> Entries provided
══════════════════════════════

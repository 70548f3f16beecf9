use clap::{Parser, Subcommand};
use std::path::PathBuf;

#[derive(Parser, Debug)]
#[command(name = "vex", about = "Typed wrapper around the Vagrant CLI")]
pub struct Cli {
    /// Path to config file (default: ./vex.toml, then ~/.config/vex/vex.toml)
    #[arg(short, long)]
    pub config: Option<PathBuf>,

    /// Enable verbose output
    #[arg(short, long)]
    pub verbose: bool,

    /// Print results as JSON
    #[arg(long)]
    pub json: bool,

    #[command(subcommand)]
    pub command: Command,
}

#[derive(Subcommand, Debug)]
pub enum Command {
    /// Create and start the machines
    Up,

    /// Gracefully shut down the machines
    Halt,

    /// Stop and delete the machines
    Destroy,

    /// Show the state of each machine
    Status,

    /// Show the installed Vagrant version
    Version,

    /// Run a command on the machine over SSH
    Ssh {
        /// Command to run in the guest
        command: String,
    },

    /// Manage Vagrant plugins
    Plugin {
        #[command(subcommand)]
        action: PluginCommand,
    },
}

#[derive(Subcommand, Debug)]
pub enum PluginCommand {
    /// List installed plugins
    List,

    /// Install a plugin
    Install {
        /// Plugin name or path to a gem
        name: String,

        /// Version constraint to install
        #[arg(long)]
        plugin_version: Option<String>,

        /// Install into the project instead of globally
        #[arg(long)]
        local: bool,
    },
}
use std::fs::{self, File, OpenOptions};
use std::path::Path;
use std::sync::Mutex;

use tracing_subscriber::EnvFilter;
use tracing_subscriber::Layer;
use tracing_subscriber::layer::SubscriberExt;
use tracing_subscriber::util::SubscriberInitExt;

/// Open `path` for appending, creating parent directories as needed.
pub fn open_log_file(path: &Path) -> std::io::Result<File> {
    if let Some(parent) = path.parent()
        && !parent.as_os_str().is_empty()
    {
        fs::create_dir_all(parent)?;
    }
    OpenOptions::new().create(true).append(true).open(path)
}

/// Install the global subscriber.
///
/// The terminal layer goes to stderr: `debug` with `verbose`, otherwise
/// `RUST_LOG` (default `vex=info`). When `log_file` is set, a second layer
/// appends `vex=debug` events to it.
pub fn init(verbose: bool, log_file: Option<&Path>) {
    let terminal_filter = if verbose {
        EnvFilter::new("debug")
    } else {
        EnvFilter::try_from_default_env().unwrap_or_else(|_| EnvFilter::new("vex=info"))
    };

    let terminal_layer = tracing_subscriber::fmt::layer()
        .with_writer(std::io::stderr)
        .with_filter(terminal_filter);

    let (file, open_error) = match log_file.map(open_log_file) {
        Some(Ok(file)) => (Some(file), None),
        Some(Err(e)) => (None, Some(e)),
        None => (None, None),
    };

    let file_layer = file.map(|file| {
        tracing_subscriber::fmt::layer()
            .with_ansi(false)
            .with_writer(Mutex::new(file))
            .with_filter(EnvFilter::new("vex=debug"))
    });

    tracing_subscriber::registry()
        .with(terminal_layer)
        .with(file_layer)
        .init();

    if let (Some(path), Some(e)) = (log_file, open_error) {
        tracing::warn!(path = %path.display(), error = %e, "cannot open log file");
    }
}
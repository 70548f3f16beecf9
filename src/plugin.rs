//! Plugin metadata from `vagrant plugin list --machine-readable`.
//!
//! Plugins arrive as `ui` records whose second field is a rendered
//! description like `vagrant-libvirt (0.12.2, global)`. Vagrant escapes the
//! comma in that string with its own placeholder, so the separator may show
//! up either decoded or as the raw token.

use regex::Regex;

use crate::error::VexError;
use crate::machine_readable::{Escapes, Record};

#[derive(Debug, Clone, PartialEq, Eq, Default)]
pub struct Plugin {
    pub name: String,
    pub version: String,
    /// Install scope reported by Vagrant, e.g. `global` or `local`.
    pub location: String,
}

impl Plugin {
    pub fn new(name: impl Into<String>) -> Self {
        Self {
            name: name.into(),
            ..Default::default()
        }
    }

    /// Parse a `NAME (VERSION, LOCATION)` description.
    pub fn from_description(description: &str, escapes: &Escapes) -> Result<Self, VexError> {
        DescriptionMatcher::new(escapes).parse(description)
    }

    /// Arguments for `vagrant plugin install`.
    pub fn install_args(&self) -> Result<Vec<String>, VexError> {
        if self.name.trim().is_empty() {
            return Err(VexError::Validation {
                message: "plugin must have a name".into(),
            });
        }

        let mut args = vec!["plugin".to_string(), "install".into(), self.name.clone()];
        if !self.version.is_empty() {
            args.push("--plugin-version".into());
            args.push(self.version.clone());
        }
        if self.location == "local" {
            args.push("--local".into());
        }
        Ok(args)
    }
}

struct DescriptionMatcher {
    pattern: Regex,
}

impl DescriptionMatcher {
    fn new(escapes: &Escapes) -> Self {
        let pattern = format!(
            r"^([\w.-]+)\s\((.*?)(?:,|{})\s*([a-z]+)\)$",
            regex::escape(&escapes.comma)
        );
        // Only the token is dynamic and it is passed through regex::escape.
        let pattern = Regex::new(&pattern).expect("plugin description pattern is valid");
        Self { pattern }
    }

    fn parse(&self, description: &str) -> Result<Plugin, VexError> {
        let caps = self
            .pattern
            .captures(description.trim())
            .ok_or_else(|| VexError::PluginDescription {
                description: description.to_string(),
            })?;

        Ok(Plugin {
            name: caps[1].to_string(),
            version: caps[2].trim().to_string(),
            location: caps[3].to_string(),
        })
    }
}

/// Collect plugins from `ui` records, skipping lines that don't describe one.
pub fn extract_plugins(records: &[Record], escapes: &Escapes) -> Vec<Plugin> {
    let matcher = DescriptionMatcher::new(escapes);

    records
        .iter()
        .filter(|r| r.kind == "ui")
        .filter_map(|r| {
            let description = r.data.get(1)?;
            match matcher.parse(description) {
                Ok(plugin) => Some(plugin),
                Err(e) => {
                    tracing::debug!(error = %e, "skipping ui record");
                    None
                }
            }
        })
        .collect()
}
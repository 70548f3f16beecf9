//! Typed operations on top of the `vagrant` binary.
//!
//! Every operation issues exactly one command through the [`Runner`] and,
//! for the machine-readable ones, decodes its output before returning.

use tracing::Instrument;

use crate::command::{Runner, ShellRunner};
use crate::error::VexError;
use crate::machine_readable::{self, Escapes};
use crate::plugin::{self, Plugin};
use crate::status::{self, MachineStatus};

pub const DEFAULT_BINARY: &str = "vagrant";

pub struct Vagrant<R = ShellRunner> {
    executable: String,
    runner: R,
    escapes: Escapes,
    span: tracing::Span,
}

impl Vagrant<ShellRunner> {
    /// Wrapper around `vagrant` on PATH, run in the current directory.
    pub fn new() -> Self {
        Self::with_runner(DEFAULT_BINARY, ShellRunner::new())
    }
}

impl Default for Vagrant<ShellRunner> {
    fn default() -> Self {
        Self::new()
    }
}

impl<R: Runner> Vagrant<R> {
    pub fn with_runner(executable: impl Into<String>, runner: R) -> Self {
        let executable = executable.into();
        let span = tracing::info_span!("vagrant", bin = %executable);
        Self {
            executable,
            runner,
            escapes: Escapes::default(),
            span,
        }
    }

    /// Override the placeholder tokens used to decode machine-readable output.
    pub fn with_escapes(mut self, escapes: Escapes) -> Self {
        self.escapes = escapes;
        self
    }

    /// Log under `span` instead of the default `vagrant` span.
    pub fn with_span(mut self, span: tracing::Span) -> Self {
        self.span = span;
        self
    }

    /// Create and configure guest machines according to the Vagrantfile.
    pub async fn up(&self) -> Result<(), VexError> {
        let out = self.exec(&["up"]).await?;
        self.info(&out);
        Ok(())
    }

    /// Gracefully shut down the guest machines.
    pub async fn halt(&self) -> Result<(), VexError> {
        let out = self.exec(&["halt"]).await?;
        self.info(&out);
        Ok(())
    }

    /// Stop the guest machines and remove every resource created for them.
    pub async fn destroy(&self) -> Result<(), VexError> {
        let out = self.exec(&["destroy", "--force"]).await?;
        self.info(&out);
        Ok(())
    }

    /// Status of every machine Vagrant manages, sorted by name.
    pub async fn status(&self) -> Result<Vec<MachineStatus>, VexError> {
        let out = self.exec(&["status", "--machine-readable"]).await?;
        let records = machine_readable::parse(&out, &self.escapes)?;
        Ok(status::build_statuses(&records))
    }

    /// Installed Vagrant version.
    pub async fn version(&self) -> Result<String, VexError> {
        const KIND: &str = "version-installed";

        let out = self.exec(&["version", "--machine-readable"]).await?;
        let records = machine_readable::parse(&out, &self.escapes)?;
        let data = machine_readable::pluck_entry_data(&records, KIND)?;
        data.first().cloned().ok_or_else(|| VexError::MissingField {
            kind: KIND.into(),
            index: 0,
        })
    }

    /// Run `command` on the machine over SSH and return its combined output.
    pub async fn ssh(&self, command: &str) -> Result<String, VexError> {
        let out = self.exec(&["ssh", "--no-tty", "--command", command]).await?;
        Ok(String::from_utf8_lossy(&out).into_owned())
    }

    /// Installed plugins with their versions and install locations.
    pub async fn plugin_list(&self) -> Result<Vec<Plugin>, VexError> {
        let out = self.exec(&["plugin", "list", "--machine-readable"]).await?;
        let records = machine_readable::parse(&out, &self.escapes)?;
        Ok(plugin::extract_plugins(&records, &self.escapes))
    }

    /// Install a plugin by name or file path, optionally pinned to a version.
    pub async fn plugin_install(&self, plugin: &Plugin) -> Result<(), VexError> {
        let args = plugin.install_args()?;
        let args: Vec<&str> = args.iter().map(String::as_str).collect();
        let out = self.exec(&args).await?;
        self.info(&out);
        Ok(())
    }

    async fn exec(&self, args: &[&str]) -> Result<Vec<u8>, VexError> {
        let args: Vec<String> = args.iter().map(|a| a.to_string()).collect();
        let full_cmd = format!("{} {}", self.executable, args.join(" "));

        async {
            tracing::info!(command = %full_cmd, "running command");
            let result = self.runner.run(&self.executable, &args).await;
            match &result {
                Ok(out) => tracing::debug!(
                    command = %full_cmd,
                    output = %String::from_utf8_lossy(out),
                    "command output"
                ),
                Err(e) => tracing::debug!(command = %full_cmd, error = %e, "command failed"),
            }
            result
        }
        .instrument(self.span.clone())
        .await
    }

    fn info(&self, out: &[u8]) {
        if !out.is_empty() {
            let _guard = self.span.enter();
            tracing::info!("{}", String::from_utf8_lossy(out).trim_end());
        }
    }
}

══════════════════════════════

> What needs to be done
The answer must consist of every line from the listing above that includes the word "around".

> Completed task
#[command(name = "vex", about = "Typed wrapper around the Vagrant CLI")]
    /// Wrapper around `vagrant` on PATH, run in the current directory.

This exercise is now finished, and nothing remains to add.